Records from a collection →
[Start of section]

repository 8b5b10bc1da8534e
pub mod ode;
use crate::error::EpiError;

/// Single explicit Euler step: `y += dt * f(t, y)`.
/// First-order, but matches the daily-resolution update the
/// compartment model was specified with.
pub fn euler_step<F>(y: &mut [f64], t: f64, dt: f64, mut f: F)
where
    F: FnMut(f64, &[f64], &mut [f64]),
{
    let n = y.len();
    let mut dy = vec![0.0; n];
    f(t, y, &mut dy);
    for i in 0..n {
        y[i] += dt * dy[i];
    }
}

/// Adaptive Runge-Kutta-Fehlberg 4(5) driver.
///
/// Integrates `y` in place from `t0` to `t1`, choosing its own internal
/// steps from the embedded error estimate. Returns an error when the
/// step controller shrinks below `min_step` before reaching `t1`.
pub fn rkf45_integrate<F>(
    y: &mut [f64],
    t0: f64,
    t1: f64,
    rtol: f64,
    atol: f64,
    min_step: f64,
    mut f: F,
) -> Result<(), EpiError>
where
    F: FnMut(f64, &[f64], &mut [f64]),
{
    let n = y.len();
    let mut k1 = vec![0.0; n];
    let mut k2 = vec![0.0; n];
    let mut k3 = vec![0.0; n];
    let mut k4 = vec![0.0; n];
    let mut k5 = vec![0.0; n];
    let mut k6 = vec![0.0; n];
    let mut ytmp = vec![0.0; n];
    let mut y5 = vec![0.0; n];

    let mut t = t0;
    let mut h = t1 - t0;

    while t < t1 - 1e-12 {
        if t + h > t1 {
            h = t1 - t;
        }

        f(t, y, &mut k1);

        for i in 0..n {
            ytmp[i] = y[i] + h * (1.0 / 4.0) * k1[i];
        }
        f(t + h / 4.0, &ytmp, &mut k2);

        for i in 0..n {
            ytmp[i] = y[i] + h * (3.0 / 32.0 * k1[i] + 9.0 / 32.0 * k2[i]);
        }
        f(t + 3.0 * h / 8.0, &ytmp, &mut k3);

        for i in 0..n {
            ytmp[i] = y[i]
                + h * (1932.0 / 2197.0 * k1[i] - 7200.0 / 2197.0 * k2[i]
                    + 7296.0 / 2197.0 * k3[i]);
        }
        f(t + 12.0 * h / 13.0, &ytmp, &mut k4);

        for i in 0..n {
            ytmp[i] = y[i]
                + h * (439.0 / 216.0 * k1[i] - 8.0 * k2[i] + 3680.0 / 513.0 * k3[i]
                    - 845.0 / 4104.0 * k4[i]);
        }
        f(t + h, &ytmp, &mut k5);

        for i in 0..n {
            ytmp[i] = y[i]
                + h * (-8.0 / 27.0 * k1[i] + 2.0 * k2[i] - 3544.0 / 2565.0 * k3[i]
                    + 1859.0 / 4104.0 * k4[i]
                    - 11.0 / 40.0 * k5[i]);
        }
        f(t + h / 2.0, &ytmp, &mut k6);

        // 5th-order solution plus the embedded 4th/5th error estimate
        let mut err = 0.0f64;
        for i in 0..n {
            y5[i] = y[i]
                + h * (16.0 / 135.0 * k1[i] + 6656.0 / 12825.0 * k3[i]
                    + 28561.0 / 56430.0 * k4[i]
                    - 9.0 / 50.0 * k5[i]
                    + 2.0 / 55.0 * k6[i]);
            let y4 = y[i]
                + h * (25.0 / 216.0 * k1[i] + 1408.0 / 2565.0 * k3[i]
                    + 2197.0 / 4104.0 * k4[i]
                    - k5[i] / 5.0);
            let scale = atol + rtol * y[i].abs().max(y5[i].abs());
            let local = (y5[i] - y4).abs() / scale;
            // Overflowed stages produce NaN differences; treat them as
            // infinite error so the step is rejected, not accepted.
            if local.is_finite() {
                err = err.max(local);
            } else {
                err = f64::INFINITY;
            }
        }

        if err <= 1.0 {
            t += h;
            y.copy_from_slice(&y5);
        }

        let factor = if err > 0.0 {
            (0.9 * err.powf(-0.2)).clamp(0.2, 5.0)
        } else {
            5.0
        };
        h *= factor;

        if h < min_step && t < t1 - 1e-12 {
            return Err(EpiError::IntegrationDiverged { t, min_step });
        }
    }

    Ok(())
}

#[cfg(test)]
mod tests {
    use super::*;

    // dy/dt = -y, y(0) = 1 => y(t) = exp(-t)
    fn decay(_t: f64, y: &[f64], dy: &mut [f64]) {
        dy[0] = -y[0];
    }

    #[test]
    fn euler_single_decay_step() {
        let mut y = vec![1.0];
        euler_step(&mut y, 0.0, 0.1, decay);
        assert!((y[0] - 0.9).abs() < 1e-12);
    }

    #[test]
    fn rkf45_matches_exponential() {
        let mut y = vec![1.0];
        rkf45_integrate(&mut y, 0.0, 1.0, 1e-8, 1e-10, 1e-10, decay).unwrap();
        assert!((y[0] - (-1.0f64).exp()).abs() < 1e-6);
    }

    #[test]
    fn rkf45_reports_divergence_below_step_floor() {
        // Blow-up ODE with an absurd tolerance forces the controller
        // past the step floor.
        let mut y = vec![1.0];
        let res = rkf45_integrate(&mut y, 0.0, 10.0, 1e-14, 1e-16, 1e-3, |_t, y, dy| {
            dy[0] = y[0] * y[0] * 1e6;
        });
        assert!(matches!(res, Err(EpiError::IntegrationDiverged { .. })));
    }
}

[End of section]

Instructions for the task →
Wherever a line above contains the string "EpiError", copy that line.

Solution →
use crate::error::EpiError;
) -> Result<(), EpiError>
            return Err(EpiError::IntegrationDiverged { t, min_step });
        assert!(matches!(res, Err(EpiError::IntegrationDiverged { .. })));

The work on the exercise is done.